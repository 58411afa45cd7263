// Raster renderer
// Synchronous CPU path: I420 to packed RGB, presented via softbuffer

use super::{FrameRenderer, RendererError};
use crate::frame::VideoFrame;
use std::num::NonZeroU32;
use std::sync::Arc;
use winit::window::Window;

/// CPU renderer drawing into a softbuffer surface.
///
/// Construction acquires the surface; when the platform cannot provide one,
/// the renderer fails to construct and drawing is never attempted.
pub struct RasterRenderer {
    surface: softbuffer::Surface<Arc<Window>, Arc<Window>>,
    surface_size: (u32, u32),
}

impl RasterRenderer {
    pub fn new(window: Arc<Window>) -> Result<Self, RendererError> {
        let context = softbuffer::Context::new(window.clone()).map_err(|e| {
            RendererError::SurfaceUnavailable(format!("no display context: {}", e))
        })?;
        let surface = softbuffer::Surface::new(&context, window).map_err(|e| {
            RendererError::SurfaceUnavailable(format!("no window surface: {}", e))
        })?;

        Ok(Self {
            surface,
            surface_size: (0, 0),
        })
    }
}

impl FrameRenderer for RasterRenderer {
    fn draw(&mut self, frame: VideoFrame) -> Result<(), RendererError> {
        let (width, height) = (frame.width(), frame.height());

        if self.surface_size != (width, height) {
            let (Some(w), Some(h)) = (NonZeroU32::new(width), NonZeroU32::new(height)) else {
                return Err(RendererError::Render("zero-sized frame".to_string()));
            };
            self.surface
                .resize(w, h)
                .map_err(|e| RendererError::Render(format!("surface resize failed: {}", e)))?;
            self.surface_size = (width, height);
            log::debug!("Raster surface resized to {}x{}", width, height);
        }

        let mut buffer = self
            .surface
            .buffer_mut()
            .map_err(|e| RendererError::Render(format!("surface buffer unavailable: {}", e)))?;

        yuv420_to_xrgb(frame.y(), frame.u(), frame.v(), width, height, &mut buffer);

        buffer
            .present()
            .map_err(|e| RendererError::Render(format!("present failed: {}", e)))?;

        // frame dropped here, releasing its pixel memory
        Ok(())
    }

    fn info(&self) -> &str {
        "Raster (softbuffer)"
    }
}

/// Convert tightly packed I420 planes to 0RGB pixels (BT.601)
fn yuv420_to_xrgb(
    y_plane: &[u8],
    u_plane: &[u8],
    v_plane: &[u8],
    width: u32,
    height: u32,
    out: &mut [u32],
) {
    let w = width as usize;
    let h = height as usize;
    let uv_w = w / 2;

    for y in 0..h {
        let uv_row = (y / 2) * uv_w;
        for x in 0..w {
            let y_val = y_plane[y * w + x] as i32;
            let u_val = u_plane[uv_row + x / 2] as i32 - 128;
            let v_val = v_plane[uv_row + x / 2] as i32 - 128;

            // YUV to RGB conversion (BT.601)
            let r = (y_val + ((v_val * 359) >> 8)).clamp(0, 255) as u32;
            let g = (y_val - ((u_val * 88 + v_val * 183) >> 8)).clamp(0, 255) as u32;
            let b = (y_val + ((u_val * 454) >> 8)).clamp(0, 255) as u32;

            out[y * w + x] = (r << 16) | (g << 8) | b;
        }
    }
}

#[cfg(test)]
mod tests {
    use super::*;

    fn convert(y: u8, u: u8, v: u8) -> u32 {
        let y_plane = [y; 4];
        let u_plane = [u; 1];
        let v_plane = [v; 1];
        let mut out = [0u32; 4];
        yuv420_to_xrgb(&y_plane, &u_plane, &v_plane, 2, 2, &mut out);
        out[0]
    }

    #[test]
    fn test_neutral_gray() {
        // Centered chroma leaves luma untouched
        assert_eq!(convert(128, 128, 128), 0x0080_8080);
    }

    #[test]
    fn test_black_and_white() {
        assert_eq!(convert(0, 128, 128), 0x0000_0000);
        assert_eq!(convert(255, 128, 128), 0x00FF_FFFF);
    }

    #[test]
    fn test_channels_clamp() {
        // Extreme chroma must not wrap around
        let px = convert(255, 255, 255);
        assert_eq!(px >> 16 & 0xFF, 255);
        let px = convert(0, 0, 0);
        assert_eq!(px & 0xFF, 0);
    }

    #[test]
    fn test_chroma_shared_across_block() {
        // All four pixels of a 2x2 block read the same chroma sample
        let y_plane = [100, 110, 120, 130];
        let mut out = [0u32; 4];
        yuv420_to_xrgb(&y_plane, &[200], &[60], 2, 2, &mut out);

        let reds: Vec<u32> = out.iter().map(|px| px >> 16 & 0xFF).collect();
        let lumas = [100i32, 110, 120, 130];
        for (red, y) in reds.iter().zip(lumas) {
            let expected = (y + (((60 - 128) * 359) >> 8)).clamp(0, 255) as u32;
            assert_eq!(*red, expected);
        }
    }
}
//! Archive creation: recursive walk, header emission, and the
//! clone-into-archive data path with its copy fallback.

use std::collections::{HashMap, HashSet};
use std::ffi::OsString;
use std::fs::{self, File};
use std::io::Write;
use std::os::unix::io::{AsRawFd, FromRawFd, OwnedFd};
use std::path::{Path, PathBuf};

use anyhow::{bail, Context, Error};
use nix::errno::Errno;
use nix::fcntl::OFlag;
use nix::sys::stat::{self, Mode};
use nix::unistd::{self, Whence};
use tar::EntryType;

use crate::header::EntryHeader;
use crate::progress::Progress;
use crate::reflink;
use crate::tools::{
    clean_path, finalize_archive, humanize_record_type, op_err, pad_to_block, tell, NodeId,
};

#[derive(Clone, Copy, Debug, Default)]
pub struct CreateOptions {
    /// Archive symlink destinations instead of the symlinks themselves.
    pub follow_symlinks: bool,
    /// Do not descend into directories.
    pub no_recursion: bool,
}

/// Create the tar file at `archive` (truncating any existing file) from
/// `inputs`. On the first fatal error the partial archive is left behind
/// without a trailer; removing it is the caller's business.
pub fn create_archive(
    archive: &Path,
    inputs: &[PathBuf],
    options: &CreateOptions,
    progress: &Progress,
) -> Result<(), Error> {
    let out = File::create(archive).map_err(op_err("create()", archive))?;
    let mut archiver = Archiver {
        out,
        options,
        progress,
        visited: HashSet::new(),
        hardlinks: HashMap::new(),
    };
    for input in inputs {
        archiver.add_path(input)?;
    }
    finalize_archive(&archiver.out)
}

struct Archiver<'a> {
    out: File,
    options: &'a CreateOptions,
    progress: &'a Progress,
    /// Directories already descended into; guards against loops through
    /// bind mounts.
    visited: HashSet<NodeId>,
    /// First archive name seen for each multi-link inode; later
    /// encounters become hardlink records pointing here.
    hardlinks: HashMap<NodeId, PathBuf>,
}

impl Archiver<'_> {
    fn add_path(&mut self, inpath: &Path) -> Result<(), Error> {
        let stat = if self.options.follow_symlinks {
            stat::stat(inpath)
        } else {
            stat::lstat(inpath)
        }
        .map_err(op_err("stat()", inpath))?;
        let node = NodeId::from(&stat);

        let link_target = if stat.st_mode & libc::S_IFMT == libc::S_IFLNK {
            Some(fs::read_link(inpath).map_err(op_err("readlink()", inpath))?)
        } else {
            None
        };

        let is_dir = stat.st_mode & libc::S_IFMT == libc::S_IFDIR;
        let cleaned = clean_path(inpath);
        let name = if is_dir {
            let mut name = cleaned.clone().into_os_string();
            name.push("/");
            PathBuf::from(name)
        } else {
            cleaned.clone()
        };
        let mut header = EntryHeader::from_stat(name, &stat, link_target)
            .with_context(|| format!("cannot archive '{}'", inpath.display()))?;

        if header.kind == EntryType::Regular && stat.st_nlink > 1 {
            // This inode is shared; only its first path carries the body.
            if let Some(first) = self.hardlinks.get(&node) {
                header.kind = EntryType::Link;
                header.link_target = Some(first.clone());
                header.size = 0;
            } else {
                self.hardlinks.insert(node, header.name.clone());
            }
        }

        let was_cloned = self.write_entry(&header, &cleaned)?;
        let tag = if was_cloned {
            "file (cloned)".to_string()
        } else {
            humanize_record_type(header.kind.as_byte())
        };
        self.progress
            .verbose(format!("{:<14}\t{}", tag, header.name.display()));

        if is_dir && !self.options.no_recursion {
            if self.visited.contains(&node) {
                self.progress.warning(format!(
                    "Skipping directory (already visited): {}",
                    inpath.display()
                ));
            } else {
                self.visited.insert(node);
                let mut children: Vec<OsString> = fs::read_dir(&cleaned)
                    .map_err(op_err("readdir()", inpath))?
                    .map(|entry| entry.map(|entry| entry.file_name()))
                    .collect::<Result<_, _>>()
                    .map_err(op_err("readdir()", inpath))?;
                children.sort_unstable();
                for child in children {
                    self.add_path(&cleaned.join(child))?;
                }
            }
        }
        Ok(())
    }

    /// Write one record: header, and for non-empty regular files the body
    /// via extent sharing where possible.
    fn write_entry(&mut self, header: &EntryHeader, src_path: &Path) -> Result<bool, Error> {
        let header_pos = tell(&self.out);
        let plain = header.render()?;
        if header.kind != EntryType::Regular || header.size == 0 {
            self.out
                .write_all(&plain)
                .context("failed to write tar header")?;
            return Ok(false);
        }

        let src = open_source(src_path)?;
        let (growth, padded) = header.render_page_aligned(header_pos)?;
        if growth > header.size {
            // The alignment padding would outweigh the body itself.
            self.out
                .write_all(&plain)
                .context("failed to write tar header")?;
            self.copy_body(&src, header.size, src_path)?;
            return Ok(false);
        }

        self.out
            .write_all(&padded)
            .context("failed to write tar header")?;
        match self.clone_body(&src, header.size, src_path)? {
            CloneOutcome::Cloned => Ok(true),
            CloneOutcome::Impossible(errno) => {
                log::debug!(
                    "extent sharing unavailable for '{}' ({errno}), copying",
                    src_path.display()
                );
                if growth > 0 {
                    // The padding bought nothing; put the plain header back.
                    unistd::lseek(self.out.as_raw_fd(), header_pos as i64, Whence::SeekSet)
                        .map_err(op_err("seek()", src_path))?;
                    unistd::ftruncate(self.out.as_raw_fd(), header_pos as i64)
                        .map_err(op_err("ftruncate()", src_path))?;
                    self.out
                        .write_all(&plain)
                        .context("failed to write tar header")?;
                }
                self.copy_body(&src, header.size, src_path)?;
                Ok(false)
            }
        }
    }

    fn clone_body(
        &mut self,
        src: &OwnedFd,
        size: u64,
        path: &Path,
    ) -> Result<CloneOutcome, Error> {
        let pos = tell(&self.out);
        match reflink::try_clone(src.as_raw_fd(), 0, 0, self.out.as_raw_fd(), pos) {
            Ok(()) => {}
            Err(errno) if reflink::clone_impossible(errno) => {
                return Ok(CloneOutcome::Impossible(errno))
            }
            Err(errno) => return Err(op_err("ioctl(FICLONERANGE)", path)(errno)),
        }
        let end = unistd::lseek(self.out.as_raw_fd(), 0, Whence::SeekEnd)
            .map_err(op_err("seek()", path))? as u64;
        let written = end - pos;
        if written != size {
            bail!(
                "while reading '{}': {} bytes, expected: {}",
                path.display(),
                written,
                size
            );
        }
        pad_to_block(&self.out, end)?;
        Ok(CloneOutcome::Cloned)
    }

    fn copy_body(&mut self, src: &OwnedFd, size: u64, path: &Path) -> Result<(), Error> {
        let pos = tell(&self.out);
        reflink::copy_range(src.as_raw_fd(), 0, size, self.out.as_raw_fd(), pos as i64)
            .map_err(op_err("copy_file_range()", path))?;
        pad_to_block(&self.out, pos + size)
    }
}

enum CloneOutcome {
    Cloned,
    Impossible(Errno),
}

/// Open an archive source read-only, suppressing atime updates where
/// permitted. Only the owner may request `O_NOATIME`; anyone else gets
/// `EPERM` and a plain read-only retry.
fn open_source(path: &Path) -> Result<OwnedFd, Error> {
    let mut noatime = OFlag::O_NOATIME;
    loop {
        return match nix::fcntl::open(path, OFlag::O_RDONLY | OFlag::O_CLOEXEC | noatime, Mode::empty())
        {
            Ok(fd) => Ok(unsafe { OwnedFd::from_raw_fd(fd) }),
            Err(Errno::EPERM) if !noatime.is_empty() => {
                noatime = OFlag::empty();
                continue;
            }
            Err(errno) => Err(op_err("open()", path)(errno)),
        };
    }
}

....

All lines above that include the word "inpath" must be copied into the answer.

    fn add_path(&mut self, inpath: &Path) -> Result<(), Error> {
            stat::stat(inpath)
            stat::lstat(inpath)
        .map_err(op_err("stat()", inpath))?;
            Some(fs::read_link(inpath).map_err(op_err("readlink()", inpath))?)
        let cleaned = clean_path(inpath);
            .with_context(|| format!("cannot archive '{}'", inpath.display()))?;
                    inpath.display()
                    .map_err(op_err("readdir()", inpath))?
                    .map_err(op_err("readdir()", inpath))?;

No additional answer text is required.